* What to do:
Whenever the word "await" occurs in a line of the material below, that line is counted. Report only the count.

* Excerpted data:
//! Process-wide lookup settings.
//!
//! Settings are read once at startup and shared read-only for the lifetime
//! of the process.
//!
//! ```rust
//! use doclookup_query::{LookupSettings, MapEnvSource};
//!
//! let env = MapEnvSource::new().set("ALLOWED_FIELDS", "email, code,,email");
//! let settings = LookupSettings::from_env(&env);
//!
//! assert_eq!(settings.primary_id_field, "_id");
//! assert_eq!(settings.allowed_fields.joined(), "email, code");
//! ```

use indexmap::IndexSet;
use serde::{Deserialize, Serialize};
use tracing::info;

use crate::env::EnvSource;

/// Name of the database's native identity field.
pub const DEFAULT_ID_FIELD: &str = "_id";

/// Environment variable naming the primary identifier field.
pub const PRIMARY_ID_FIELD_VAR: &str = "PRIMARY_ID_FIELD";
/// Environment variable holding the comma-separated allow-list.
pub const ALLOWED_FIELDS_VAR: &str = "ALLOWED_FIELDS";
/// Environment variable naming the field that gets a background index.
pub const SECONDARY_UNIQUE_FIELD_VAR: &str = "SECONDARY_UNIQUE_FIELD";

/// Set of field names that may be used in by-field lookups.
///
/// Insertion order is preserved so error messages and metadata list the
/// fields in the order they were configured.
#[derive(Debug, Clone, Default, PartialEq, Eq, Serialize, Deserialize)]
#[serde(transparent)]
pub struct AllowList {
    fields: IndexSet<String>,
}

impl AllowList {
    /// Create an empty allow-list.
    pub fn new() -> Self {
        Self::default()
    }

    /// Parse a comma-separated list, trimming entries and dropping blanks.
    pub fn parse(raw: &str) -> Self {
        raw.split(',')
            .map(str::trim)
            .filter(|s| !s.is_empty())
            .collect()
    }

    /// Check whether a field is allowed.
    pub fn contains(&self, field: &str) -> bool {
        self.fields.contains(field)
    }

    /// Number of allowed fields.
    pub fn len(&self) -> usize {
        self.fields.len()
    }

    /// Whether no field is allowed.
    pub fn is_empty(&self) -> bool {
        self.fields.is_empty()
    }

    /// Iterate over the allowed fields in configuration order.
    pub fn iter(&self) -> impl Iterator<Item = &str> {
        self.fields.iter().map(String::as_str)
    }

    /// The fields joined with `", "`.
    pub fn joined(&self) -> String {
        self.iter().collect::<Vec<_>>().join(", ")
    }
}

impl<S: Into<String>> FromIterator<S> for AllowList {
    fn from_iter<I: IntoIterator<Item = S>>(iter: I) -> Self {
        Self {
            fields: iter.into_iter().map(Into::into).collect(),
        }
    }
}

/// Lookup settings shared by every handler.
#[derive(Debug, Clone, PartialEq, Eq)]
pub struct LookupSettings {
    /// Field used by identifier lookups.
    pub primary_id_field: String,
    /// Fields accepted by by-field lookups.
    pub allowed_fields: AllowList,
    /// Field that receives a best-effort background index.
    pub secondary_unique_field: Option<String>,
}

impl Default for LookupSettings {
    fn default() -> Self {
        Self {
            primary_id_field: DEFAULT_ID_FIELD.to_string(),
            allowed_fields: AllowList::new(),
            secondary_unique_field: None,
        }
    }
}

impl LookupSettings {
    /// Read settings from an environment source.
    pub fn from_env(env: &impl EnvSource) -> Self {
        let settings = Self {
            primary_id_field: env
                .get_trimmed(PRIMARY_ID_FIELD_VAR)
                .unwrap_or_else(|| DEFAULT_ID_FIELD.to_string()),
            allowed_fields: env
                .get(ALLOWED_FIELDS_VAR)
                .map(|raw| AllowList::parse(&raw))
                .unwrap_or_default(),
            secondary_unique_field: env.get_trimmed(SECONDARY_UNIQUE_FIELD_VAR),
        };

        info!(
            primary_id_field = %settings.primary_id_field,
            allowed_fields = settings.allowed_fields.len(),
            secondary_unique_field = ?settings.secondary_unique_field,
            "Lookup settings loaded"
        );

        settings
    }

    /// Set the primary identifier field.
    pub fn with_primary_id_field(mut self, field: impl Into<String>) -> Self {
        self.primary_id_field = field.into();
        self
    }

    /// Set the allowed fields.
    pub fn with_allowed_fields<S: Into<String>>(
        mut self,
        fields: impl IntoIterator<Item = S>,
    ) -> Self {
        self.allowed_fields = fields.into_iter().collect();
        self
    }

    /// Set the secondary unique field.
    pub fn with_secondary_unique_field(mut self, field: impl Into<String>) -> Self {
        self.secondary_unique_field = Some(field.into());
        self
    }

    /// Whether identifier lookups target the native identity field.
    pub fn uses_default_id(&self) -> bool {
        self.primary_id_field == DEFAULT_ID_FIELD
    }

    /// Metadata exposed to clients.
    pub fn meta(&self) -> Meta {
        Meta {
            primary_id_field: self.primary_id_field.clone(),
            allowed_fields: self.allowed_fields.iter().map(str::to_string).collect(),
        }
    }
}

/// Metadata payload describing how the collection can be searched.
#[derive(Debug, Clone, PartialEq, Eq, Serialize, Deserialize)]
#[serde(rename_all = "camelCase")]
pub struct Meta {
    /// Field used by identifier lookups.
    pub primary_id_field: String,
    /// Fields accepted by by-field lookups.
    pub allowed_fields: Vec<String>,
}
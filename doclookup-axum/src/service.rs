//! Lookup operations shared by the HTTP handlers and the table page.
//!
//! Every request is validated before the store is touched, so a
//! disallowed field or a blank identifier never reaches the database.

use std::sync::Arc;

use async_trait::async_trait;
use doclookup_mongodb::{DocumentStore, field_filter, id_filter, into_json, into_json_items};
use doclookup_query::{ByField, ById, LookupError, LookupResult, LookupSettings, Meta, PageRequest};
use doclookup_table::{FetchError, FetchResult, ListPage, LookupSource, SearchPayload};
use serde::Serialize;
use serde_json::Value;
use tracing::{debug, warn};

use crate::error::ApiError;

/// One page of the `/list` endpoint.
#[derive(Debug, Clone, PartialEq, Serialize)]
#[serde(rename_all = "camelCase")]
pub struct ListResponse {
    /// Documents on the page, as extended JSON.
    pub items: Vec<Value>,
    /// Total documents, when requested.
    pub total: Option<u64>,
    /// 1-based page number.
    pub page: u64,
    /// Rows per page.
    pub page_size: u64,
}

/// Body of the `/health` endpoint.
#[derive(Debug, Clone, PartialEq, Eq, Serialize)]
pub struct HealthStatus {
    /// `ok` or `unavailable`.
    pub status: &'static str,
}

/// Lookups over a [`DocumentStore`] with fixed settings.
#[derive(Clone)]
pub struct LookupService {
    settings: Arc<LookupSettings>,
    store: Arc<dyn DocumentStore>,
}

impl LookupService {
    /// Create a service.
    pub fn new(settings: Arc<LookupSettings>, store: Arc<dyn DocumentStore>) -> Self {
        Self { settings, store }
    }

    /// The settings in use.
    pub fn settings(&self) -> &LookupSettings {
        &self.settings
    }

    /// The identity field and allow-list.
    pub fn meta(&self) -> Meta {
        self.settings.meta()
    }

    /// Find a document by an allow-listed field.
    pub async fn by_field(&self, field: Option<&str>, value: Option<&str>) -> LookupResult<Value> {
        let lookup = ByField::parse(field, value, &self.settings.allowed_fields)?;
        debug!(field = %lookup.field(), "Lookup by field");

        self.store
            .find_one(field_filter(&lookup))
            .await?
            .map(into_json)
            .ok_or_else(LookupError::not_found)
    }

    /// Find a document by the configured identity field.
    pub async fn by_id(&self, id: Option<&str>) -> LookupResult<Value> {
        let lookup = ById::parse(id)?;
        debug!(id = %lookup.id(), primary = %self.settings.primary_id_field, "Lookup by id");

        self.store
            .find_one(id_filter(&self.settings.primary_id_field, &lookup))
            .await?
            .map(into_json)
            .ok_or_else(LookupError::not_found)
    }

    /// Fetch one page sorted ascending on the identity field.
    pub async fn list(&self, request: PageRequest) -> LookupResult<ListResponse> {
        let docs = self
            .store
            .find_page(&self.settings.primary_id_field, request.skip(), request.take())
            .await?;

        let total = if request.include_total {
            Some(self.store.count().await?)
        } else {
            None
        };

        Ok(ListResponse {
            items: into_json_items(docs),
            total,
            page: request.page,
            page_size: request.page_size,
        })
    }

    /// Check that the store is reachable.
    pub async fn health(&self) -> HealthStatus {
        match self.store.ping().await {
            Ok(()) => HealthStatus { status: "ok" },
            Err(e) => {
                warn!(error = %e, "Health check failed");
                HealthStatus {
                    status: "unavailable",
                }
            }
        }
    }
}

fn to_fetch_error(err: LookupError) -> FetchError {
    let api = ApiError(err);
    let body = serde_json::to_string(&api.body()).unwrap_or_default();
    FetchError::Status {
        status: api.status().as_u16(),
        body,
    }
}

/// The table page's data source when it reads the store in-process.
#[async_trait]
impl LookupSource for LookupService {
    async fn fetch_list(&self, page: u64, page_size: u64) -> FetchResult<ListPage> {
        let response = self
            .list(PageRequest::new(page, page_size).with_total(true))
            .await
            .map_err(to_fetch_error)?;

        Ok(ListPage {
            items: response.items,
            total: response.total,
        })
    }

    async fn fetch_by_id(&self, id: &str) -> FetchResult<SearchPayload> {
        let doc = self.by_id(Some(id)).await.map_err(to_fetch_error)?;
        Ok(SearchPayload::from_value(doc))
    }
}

* Result of the task:
7